Since our last ocean rowing roundup, all the crews on the Atlantic have completed their rows, and two fresh teams have taken to the Pacific.
Atlantic Ocean
Atlantic Dash: The Atlantic Dash calls itself an ocean-rowing regatta. Four teams took part in the 5,000km row from the Canary Islands to Antigua this year. Starting on February 1, all four boats had crossed the finish line by March 26.
The event organizers stressed that it was not a race, but the four crews were neck and neck to the finish, and all finished within 26 hours.
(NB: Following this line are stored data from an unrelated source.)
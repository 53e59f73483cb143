//! Local vector store backed by SQLite.
//!
//! Embeddings are stored as little-endian f32 BLOBs; queries rank every
//! record in the collection by cosine similarity computed in process. The
//! collections are read-many/write-rare, so the full scan stays well within
//! interactive latency at this corpus scale.

use anyhow::{bail, Result};
use async_trait::async_trait;
use serde_json::{Map, Value};
use sqlx::{Row, SqlitePool};
use std::path::Path;

use super::{QueryHit, UpsertRecord, VectorStore};
use crate::embedding::{blob_to_vec, cosine_similarity, vec_to_blob};
use crate::{db, migrate};

pub struct SqliteStore {
    pool: SqlitePool,
}

impl SqliteStore {
    /// Open (or create) the store file and ensure the schema exists.
    pub async fn connect(path: &Path) -> Result<Self> {
        let pool = db::connect(path).await?;
        migrate::run_migrations(&pool).await?;
        Ok(Self { pool })
    }
}

#[async_trait]
impl VectorStore for SqliteStore {
    async fn open_collection(&self, name: &str) -> Result<()> {
        let exists: bool =
            sqlx::query_scalar("SELECT COUNT(*) > 0 FROM collections WHERE name = ?")
                .bind(name)
                .fetch_one(&self.pool)
                .await?;
        if !exists {
            bail!("Collection '{}' not found", name);
        }
        Ok(())
    }

    async fn ensure_collection(&self, name: &str) -> Result<()> {
        let now = chrono::Utc::now().timestamp();
        sqlx::query("INSERT OR IGNORE INTO collections (name, created_at) VALUES (?, ?)")
            .bind(name)
            .bind(now)
            .execute(&self.pool)
            .await?;
        Ok(())
    }

    async fn upsert(&self, collection: &str, records: &[UpsertRecord]) -> Result<()> {
        let mut tx = self.pool.begin().await?;

        for record in records {
            let blob = vec_to_blob(&record.embedding);
            let metadata_json = serde_json::to_string(&record.metadata)?;

            sqlx::query(
                r#"
                INSERT INTO records (collection, id, embedding, metadata_json, document)
                VALUES (?, ?, ?, ?, ?)
                ON CONFLICT(collection, id) DO UPDATE SET
                    embedding = excluded.embedding,
                    metadata_json = excluded.metadata_json,
                    document = excluded.document
                "#,
            )
            .bind(collection)
            .bind(&record.id)
            .bind(&blob)
            .bind(&metadata_json)
            .bind(&record.document)
            .execute(&mut *tx)
            .await?;
        }

        tx.commit().await?;
        Ok(())
    }

    async fn query(
        &self,
        collection: &str,
        vector: &[f32],
        top_k: usize,
        include_documents: bool,
    ) -> Result<Vec<QueryHit>> {
        self.open_collection(collection).await?;

        let rows = sqlx::query(
            "SELECT id, embedding, metadata_json, document FROM records WHERE collection = ?",
        )
        .bind(collection)
        .fetch_all(&self.pool)
        .await?;

        let mut hits: Vec<QueryHit> = rows
            .iter()
            .map(|row| {
                let blob: Vec<u8> = row.get("embedding");
                let stored = blob_to_vec(&blob);
                let similarity = cosine_similarity(vector, &stored) as f64;

                let metadata_json: String = row.get("metadata_json");
                let metadata: Map<String, Value> =
                    serde_json::from_str(&metadata_json).unwrap_or_default();

                let document = if include_documents {
                    row.get::<Option<String>, _>("document")
                } else {
                    None
                };

                QueryHit {
                    id: row.get("id"),
                    metadata,
                    document,
                    distance: Some(1.0 - similarity),
                }
            })
            .collect();

        hits.sort_by(|a, b| {
            a.distance
                .partial_cmp(&b.distance)
                .unwrap_or(std::cmp::Ordering::Equal)
        });
        hits.truncate(top_k);

        Ok(hits)
    }
}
Waves to Awareness, with the pair Ruby Coates and Steffan Evans, finished first. Three hours later, soloist Gary Hutching landed in Antigua’s Jolly Harbour. Row For It, a four of Neil Glover, Peter Ross, Darren Smith, and Nick Southwood, finished the next day, followed by the all-female crew Cruising Free, consisting of Sophie Pierce, Janine Williams, Polly Zipperlen, and Miyah Periam.
Annasley Park (UK): Solo rower Annasley Park completed her Atlantic row on March 28. The former professional cyclist rowed from the Canary Islands to Barbados in 54 days, 14 hours, and 14 minutes.
At the start of her row, she battled sea sickness, strong winds, capsizes, and dust on her solar panels. As she rowed into March, conditions improved, and she picked up speed. This lasted a few weeks before it became clear that a weather system was going to start pushing her north. To counteract it, she took a more southerly line.
This helped, but Park still ended up on her para-anchor, trapped in her cabin.
“For safety reasons, the cabin door needs to be shut, but that means that Annasley [Park] is sitting inside a sealed fiberglass box, under the hot sun. Much like leaving someone in a car on a hot day with the windows shut,” her team wrote.
Once finally off the para-anchor, things went from bad to worse: Her autohelm (the link between her chart plotter and rudder) broke. After a day fiddling with the equipment and some frantic calls, she managed to fix it and start the final week of her row.
For the last few kilometers, Park whipped round the northern tip of Barbados in a huge squall.
Pacific Ocean
Seas the Day (UK): Jessica Rowe and Miriam Payne are rowing from Peru to Sydney, Australia. The pair started on April 8 and hopes to make it 14,000km across the Pacific in six months.
Rowe and Payne met in 2022 while taking part in the Talisker Whisky Atlantic Challenge (now called The World’s Toughest Row). Payne was taking on the race as a soloist, Rowe in an all-female four. Having connected before the row, they stayed friends and decided to embark on a joint project.
They were originally going to start their challenge in the middle of March, but this was pushed back to April 8. There were delays getting their boat and food through customs, and they then found a stress fracture in the hull.
The first few days felt like “rowing through treacle” because there was little wind. Then conditions changed dramatically, and they ended up on their para-anchor.
Assessing the boat after the bad weather, they noticed that the storm had damaged the rudder in four places. Days after leaving, the pair turned their boat around, and a rescue team towed them back to Peru. They will make repairs and restart as soon as possible.
The Maclean Brothers (UK): Three Scottish brothers, Ewan, Jamie, and Lachlan MacLean, are also rowing across the Pacific Ocean from Peru to Sydney, Australia.
The trio crossed the Atlantic in 2020, breaking the speed record for a three-man crew. On that expedition, they rowed from La Gomera in the Canary Islands to Antigua in 35 days.
Now they hope to do the same across the Pacific. They aim to cover 14,000km in 120 days by rowing in two-hour shifts around the clock. If they manage this, they will cut 42 days off the current record.
At just 280kg, their carbon-fiber boat is one of the lightest ocean rowing boats in the world.
In true Scottish style, they ate a haggis dinner the night before their departure, and packed haggis, neeps, and tatties to celebrate Lachlan’s 27th birthday while at sea.
Setting off a few days after Seas the Day, they are one week into their row. Already, they’ve had to contend with the usual early struggles, including seasickness and sleep deprivation. After a few days, they have regained their appetites but are struggling with salt sores on their backsides and a finicky autohelm.